//! Counter controller.
//!
//! Owns the observable counter state for the current session, a session
//! being the stable `(chain, contract, signer)` triple resolved from the
//! [`ChainContext`]. Every operation captures the identities it started
//! under and re-checks them after each suspension point; when anything
//! moved, the result is discarded instead of applied.

use crate::{
    authorization::AuthorizationCache,
    context::{ChainContext, ContextSnapshot, SignerHandle, SignerId},
    error::{ClientError, Result},
    instance::{FhevmInstance, InstanceManager},
    registry::ContractRegistry,
    types::{CounterView, GateReason, OperationOutcome, PendingOperation, TxOutcome},
};
use alloy_primitives::Address;
use fhe_counter_lib::{ClearValue, EncryptedHandle, OperationKind};
use parking_lot::Mutex;
use std::sync::Arc;
use tokio::sync::watch;
use tokio::task::JoinHandle;
use tracing::{debug, info, instrument, warn};

pub type RefreshOutcome = OperationOutcome<EncryptedHandle>;
pub type DecryptOutcome = OperationOutcome<ClearValue>;
pub type MutationOutcome = OperationOutcome<TxOutcome>;

/// 365 days.
pub const DEFAULT_VALIDITY_SECONDS: u64 = 365 * 24 * 60 * 60;

const DECRYPT_STARTED: &str = "Start decrypt";
const DECRYPT_CALLING: &str = "Call FHEVM userDecrypt...";

#[derive(Debug, Clone)]
pub struct ControllerSettings {
    /// Lifetime of newly signed decryption authorizations.
    pub valid_duration_seconds: u64,
    pub fhevm_enabled: bool,
}

impl Default for ControllerSettings {
    fn default() -> Self {
        Self {
            valid_duration_seconds: DEFAULT_VALIDITY_SECONDS,
            fhevm_enabled: true,
        }
    }
}

#[derive(Debug, Clone, Copy, Default, PartialEq, Eq)]
struct Session {
    chain_id: Option<u64>,
    contract_address: Option<Address>,
    signer_id: Option<SignerId>,
}

#[derive(Debug, Default)]
struct CounterState {
    session: Session,
    /// Bumped on every session change.
    epoch: u64,
    is_deployed: Option<bool>,
    handle: Option<EncryptedHandle>,
    /// Clear value tagged with the handle it was decrypted from.
    clear: Option<(EncryptedHandle, ClearValue)>,
    is_decrypting: bool,
    is_refreshing: bool,
    is_inc_or_dec: bool,
    refresh_seq: u64,
    message: String,
}

impl CounterState {
    fn clear_value(&self) -> Option<ClearValue> {
        match (self.clear, self.handle) {
            (Some((decrypted, value)), Some(held)) if decrypted == held => Some(value),
            _ => None,
        }
    }
}

/// Identities a decrypt started under.
struct DecryptTicket {
    epoch: u64,
    chain_id: Option<u64>,
    signer: SignerHandle,
    instance: Arc<dyn FhevmInstance>,
    generation: u64,
    contract: Address,
    handle: EncryptedHandle,
    /// Message shown before the decrypt started.
    prior_message: String,
}

pub struct CounterController {
    context: Arc<ChainContext>,
    instances: Arc<InstanceManager>,
    authorizations: Arc<AuthorizationCache>,
    registry: Arc<dyn ContractRegistry>,
    settings: ControllerSettings,
    state: Mutex<CounterState>,
    view_tx: watch::Sender<CounterView>,
}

------------------------------------------------------------------------

◆ Task instructions ◆
Retype all of the material above with every character intact.

◆ Written answer ◆
//! Counter controller.
//!
//! Owns the observable counter state for the current session, a session
//! being the stable `(chain, contract, signer)` triple resolved from the
//! [`ChainContext`]. Every operation captures the identities it started
//! under and re-checks them after each suspension point; when anything
//! moved, the result is discarded instead of applied.

use crate::{
    authorization::AuthorizationCache,
    context::{ChainContext, ContextSnapshot, SignerHandle, SignerId},
    error::{ClientError, Result},
    instance::{FhevmInstance, InstanceManager},
    registry::ContractRegistry,
    types::{CounterView, GateReason, OperationOutcome, PendingOperation, TxOutcome},
};
use alloy_primitives::Address;
use fhe_counter_lib::{ClearValue, EncryptedHandle, OperationKind};
use parking_lot::Mutex;
use std::sync::Arc;
use tokio::sync::watch;
use tokio::task::JoinHandle;
use tracing::{debug, info, instrument, warn};

pub type RefreshOutcome = OperationOutcome<EncryptedHandle>;
pub type DecryptOutcome = OperationOutcome<ClearValue>;
pub type MutationOutcome = OperationOutcome<TxOutcome>;

/// 365 days.
pub const DEFAULT_VALIDITY_SECONDS: u64 = 365 * 24 * 60 * 60;

const DECRYPT_STARTED: &str = "Start decrypt";
const DECRYPT_CALLING: &str = "Call FHEVM userDecrypt...";

#[derive(Debug, Clone)]
pub struct ControllerSettings {
    /// Lifetime of newly signed decryption authorizations.
    pub valid_duration_seconds: u64,
    pub fhevm_enabled: bool,
}

impl Default for ControllerSettings {
    fn default() -> Self {
        Self {
            valid_duration_seconds: DEFAULT_VALIDITY_SECONDS,
            fhevm_enabled: true,
        }
    }
}

#[derive(Debug, Clone, Copy, Default, PartialEq, Eq)]
struct Session {
    chain_id: Option<u64>,
    contract_address: Option<Address>,
    signer_id: Option<SignerId>,
}

#[derive(Debug, Default)]
struct CounterState {
    session: Session,
    /// Bumped on every session change.
    epoch: u64,
    is_deployed: Option<bool>,
    handle: Option<EncryptedHandle>,
    /// Clear value tagged with the handle it was decrypted from.
    clear: Option<(EncryptedHandle, ClearValue)>,
    is_decrypting: bool,
    is_refreshing: bool,
    is_inc_or_dec: bool,
    refresh_seq: u64,
    message: String,
}

impl CounterState {
    fn clear_value(&self) -> Option<ClearValue> {
        match (self.clear, self.handle) {
            (Some((decrypted, value)), Some(held)) if decrypted == held => Some(value),
            _ => None,
        }
    }
}

/// Identities a decrypt started under.
struct DecryptTicket {
    epoch: u64,
    chain_id: Option<u64>,
    signer: SignerHandle,
    instance: Arc<dyn FhevmInstance>,
    generation: u64,
    contract: Address,
    handle: EncryptedHandle,
    /// Message shown before the decrypt started.
    prior_message: String,
}

pub struct CounterController {
    context: Arc<ChainContext>,
    instances: Arc<InstanceManager>,
    authorizations: Arc<AuthorizationCache>,
    registry: Arc<dyn ContractRegistry>,
    settings: ControllerSettings,
    state: Mutex<CounterState>,
    view_tx: watch::Sender<CounterView>,
}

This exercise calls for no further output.